----- DATA SUPPLIED

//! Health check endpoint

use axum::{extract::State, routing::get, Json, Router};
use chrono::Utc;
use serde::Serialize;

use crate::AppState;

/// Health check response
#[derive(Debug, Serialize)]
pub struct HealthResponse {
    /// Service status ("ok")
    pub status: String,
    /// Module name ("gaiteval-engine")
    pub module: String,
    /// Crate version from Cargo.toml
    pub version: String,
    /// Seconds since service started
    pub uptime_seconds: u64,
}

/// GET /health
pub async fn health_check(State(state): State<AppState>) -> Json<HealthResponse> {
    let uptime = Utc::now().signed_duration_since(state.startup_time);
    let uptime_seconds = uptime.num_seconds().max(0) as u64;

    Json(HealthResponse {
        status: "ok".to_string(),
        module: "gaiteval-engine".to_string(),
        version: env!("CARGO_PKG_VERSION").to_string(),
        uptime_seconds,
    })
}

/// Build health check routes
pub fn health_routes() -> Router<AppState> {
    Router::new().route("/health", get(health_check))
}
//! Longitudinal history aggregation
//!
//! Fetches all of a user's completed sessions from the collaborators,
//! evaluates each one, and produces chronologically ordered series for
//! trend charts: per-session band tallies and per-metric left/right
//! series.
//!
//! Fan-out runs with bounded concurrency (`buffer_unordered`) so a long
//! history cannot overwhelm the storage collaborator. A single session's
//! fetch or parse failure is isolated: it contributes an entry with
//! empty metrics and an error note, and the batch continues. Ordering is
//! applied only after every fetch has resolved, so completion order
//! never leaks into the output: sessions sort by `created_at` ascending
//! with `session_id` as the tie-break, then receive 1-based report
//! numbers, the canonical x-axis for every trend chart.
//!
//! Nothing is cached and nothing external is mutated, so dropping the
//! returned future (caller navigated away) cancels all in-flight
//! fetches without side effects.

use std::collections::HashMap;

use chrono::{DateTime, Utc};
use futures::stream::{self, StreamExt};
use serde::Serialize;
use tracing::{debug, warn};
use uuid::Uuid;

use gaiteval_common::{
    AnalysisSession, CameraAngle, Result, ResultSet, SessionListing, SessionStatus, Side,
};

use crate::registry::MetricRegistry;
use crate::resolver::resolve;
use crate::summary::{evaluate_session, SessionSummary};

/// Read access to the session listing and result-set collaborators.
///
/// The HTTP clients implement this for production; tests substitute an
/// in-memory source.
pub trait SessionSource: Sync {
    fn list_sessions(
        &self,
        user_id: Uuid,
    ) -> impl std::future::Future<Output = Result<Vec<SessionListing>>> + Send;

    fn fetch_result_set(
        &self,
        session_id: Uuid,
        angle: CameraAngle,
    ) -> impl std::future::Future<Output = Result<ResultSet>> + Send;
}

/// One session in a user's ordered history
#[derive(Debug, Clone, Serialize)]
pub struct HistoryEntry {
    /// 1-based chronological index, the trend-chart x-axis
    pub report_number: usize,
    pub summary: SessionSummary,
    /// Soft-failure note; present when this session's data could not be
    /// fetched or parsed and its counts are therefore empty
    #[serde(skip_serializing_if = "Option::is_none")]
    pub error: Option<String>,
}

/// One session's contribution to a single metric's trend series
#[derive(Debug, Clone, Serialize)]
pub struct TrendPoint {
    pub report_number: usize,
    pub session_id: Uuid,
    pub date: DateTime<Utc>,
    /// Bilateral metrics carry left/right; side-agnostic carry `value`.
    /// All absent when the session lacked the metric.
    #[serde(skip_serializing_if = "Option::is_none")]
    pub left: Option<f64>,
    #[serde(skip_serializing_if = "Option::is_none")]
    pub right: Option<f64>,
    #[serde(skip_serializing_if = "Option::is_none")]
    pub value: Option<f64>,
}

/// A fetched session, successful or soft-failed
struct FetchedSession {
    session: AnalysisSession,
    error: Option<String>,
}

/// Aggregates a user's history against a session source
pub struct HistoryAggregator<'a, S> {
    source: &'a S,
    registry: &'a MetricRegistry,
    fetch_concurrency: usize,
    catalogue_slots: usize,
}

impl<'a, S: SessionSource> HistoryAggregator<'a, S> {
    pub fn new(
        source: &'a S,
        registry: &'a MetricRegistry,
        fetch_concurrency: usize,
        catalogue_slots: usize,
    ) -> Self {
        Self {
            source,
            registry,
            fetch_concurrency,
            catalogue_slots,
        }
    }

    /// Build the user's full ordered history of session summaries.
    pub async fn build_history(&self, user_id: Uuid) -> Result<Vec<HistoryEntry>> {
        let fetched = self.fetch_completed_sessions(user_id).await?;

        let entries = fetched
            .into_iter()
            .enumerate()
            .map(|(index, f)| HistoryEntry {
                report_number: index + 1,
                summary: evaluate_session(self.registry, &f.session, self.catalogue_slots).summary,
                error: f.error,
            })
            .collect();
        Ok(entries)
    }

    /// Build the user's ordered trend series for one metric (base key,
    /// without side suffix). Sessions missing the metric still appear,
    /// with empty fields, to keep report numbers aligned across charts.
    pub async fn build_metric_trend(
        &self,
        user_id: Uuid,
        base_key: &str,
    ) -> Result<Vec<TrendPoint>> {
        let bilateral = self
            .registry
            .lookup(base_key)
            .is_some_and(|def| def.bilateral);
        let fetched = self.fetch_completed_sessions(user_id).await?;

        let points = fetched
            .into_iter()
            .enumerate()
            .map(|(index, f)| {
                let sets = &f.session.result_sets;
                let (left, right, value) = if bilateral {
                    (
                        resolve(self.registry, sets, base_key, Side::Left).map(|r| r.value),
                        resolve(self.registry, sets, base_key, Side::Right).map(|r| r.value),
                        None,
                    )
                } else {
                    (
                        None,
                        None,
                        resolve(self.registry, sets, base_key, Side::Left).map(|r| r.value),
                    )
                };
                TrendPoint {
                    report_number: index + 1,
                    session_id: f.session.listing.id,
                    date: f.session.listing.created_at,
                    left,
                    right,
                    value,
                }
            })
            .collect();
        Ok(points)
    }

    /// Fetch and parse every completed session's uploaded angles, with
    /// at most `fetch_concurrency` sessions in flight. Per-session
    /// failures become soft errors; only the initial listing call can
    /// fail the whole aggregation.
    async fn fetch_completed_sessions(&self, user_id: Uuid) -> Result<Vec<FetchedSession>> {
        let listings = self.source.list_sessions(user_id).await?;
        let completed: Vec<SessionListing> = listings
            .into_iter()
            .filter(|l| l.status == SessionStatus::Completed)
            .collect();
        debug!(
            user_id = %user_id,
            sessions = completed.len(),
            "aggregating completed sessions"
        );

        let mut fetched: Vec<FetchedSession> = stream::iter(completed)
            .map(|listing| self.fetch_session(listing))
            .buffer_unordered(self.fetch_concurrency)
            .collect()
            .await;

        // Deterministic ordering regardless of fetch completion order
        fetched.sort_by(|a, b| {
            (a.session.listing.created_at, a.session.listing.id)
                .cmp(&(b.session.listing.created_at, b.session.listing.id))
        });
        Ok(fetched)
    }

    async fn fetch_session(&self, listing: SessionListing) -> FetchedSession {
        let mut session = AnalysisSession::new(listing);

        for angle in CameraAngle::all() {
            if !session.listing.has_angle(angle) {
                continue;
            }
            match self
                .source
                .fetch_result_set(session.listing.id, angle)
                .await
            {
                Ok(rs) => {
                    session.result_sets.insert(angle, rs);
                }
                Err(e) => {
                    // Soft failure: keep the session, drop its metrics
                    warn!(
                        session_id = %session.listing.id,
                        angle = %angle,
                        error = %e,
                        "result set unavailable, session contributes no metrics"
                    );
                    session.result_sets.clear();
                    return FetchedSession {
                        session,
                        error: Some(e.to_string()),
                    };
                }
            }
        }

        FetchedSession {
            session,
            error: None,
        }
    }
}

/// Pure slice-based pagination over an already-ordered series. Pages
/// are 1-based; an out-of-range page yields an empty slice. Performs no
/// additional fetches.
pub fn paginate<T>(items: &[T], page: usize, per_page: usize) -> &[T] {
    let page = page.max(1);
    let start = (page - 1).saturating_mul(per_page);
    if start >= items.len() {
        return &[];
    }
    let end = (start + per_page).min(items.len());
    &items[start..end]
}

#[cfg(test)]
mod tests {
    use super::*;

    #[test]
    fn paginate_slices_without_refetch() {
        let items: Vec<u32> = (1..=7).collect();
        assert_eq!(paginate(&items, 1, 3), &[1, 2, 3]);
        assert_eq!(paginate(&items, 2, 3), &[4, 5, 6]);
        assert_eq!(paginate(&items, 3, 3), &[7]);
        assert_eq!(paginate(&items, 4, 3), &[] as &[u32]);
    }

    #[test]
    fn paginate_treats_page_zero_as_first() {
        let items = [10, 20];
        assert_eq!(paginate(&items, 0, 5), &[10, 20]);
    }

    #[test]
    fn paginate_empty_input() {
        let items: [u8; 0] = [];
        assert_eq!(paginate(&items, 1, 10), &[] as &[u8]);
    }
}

----------

## EXERCISE PROMPT
Above are the records; repeat exactly the lines from the one holding "let bilateral = self" down to the one holding "async fn fetch_completed_sessions(&self, user_id: Uuid)", end lines included.

## TASK RESULT
        let bilateral = self
            .registry
            .lookup(base_key)
            .is_some_and(|def| def.bilateral);
        let fetched = self.fetch_completed_sessions(user_id).await?;

        let points = fetched
            .into_iter()
            .enumerate()
            .map(|(index, f)| {
                let sets = &f.session.result_sets;
                let (left, right, value) = if bilateral {
                    (
                        resolve(self.registry, sets, base_key, Side::Left).map(|r| r.value),
                        resolve(self.registry, sets, base_key, Side::Right).map(|r| r.value),
                        None,
                    )
                } else {
                    (
                        None,
                        None,
                        resolve(self.registry, sets, base_key, Side::Left).map(|r| r.value),
                    )
                };
                TrendPoint {
                    report_number: index + 1,
                    session_id: f.session.listing.id,
                    date: f.session.listing.created_at,
                    left,
                    right,
                    value,
                }
            })
            .collect();
        Ok(points)
    }

    /// Fetch and parse every completed session's uploaded angles, with
    /// at most `fetch_concurrency` sessions in flight. Per-session
    /// failures become soft errors; only the initial listing call can
    /// fail the whole aggregation.
    async fn fetch_completed_sessions(&self, user_id: Uuid) -> Result<Vec<FetchedSession>> {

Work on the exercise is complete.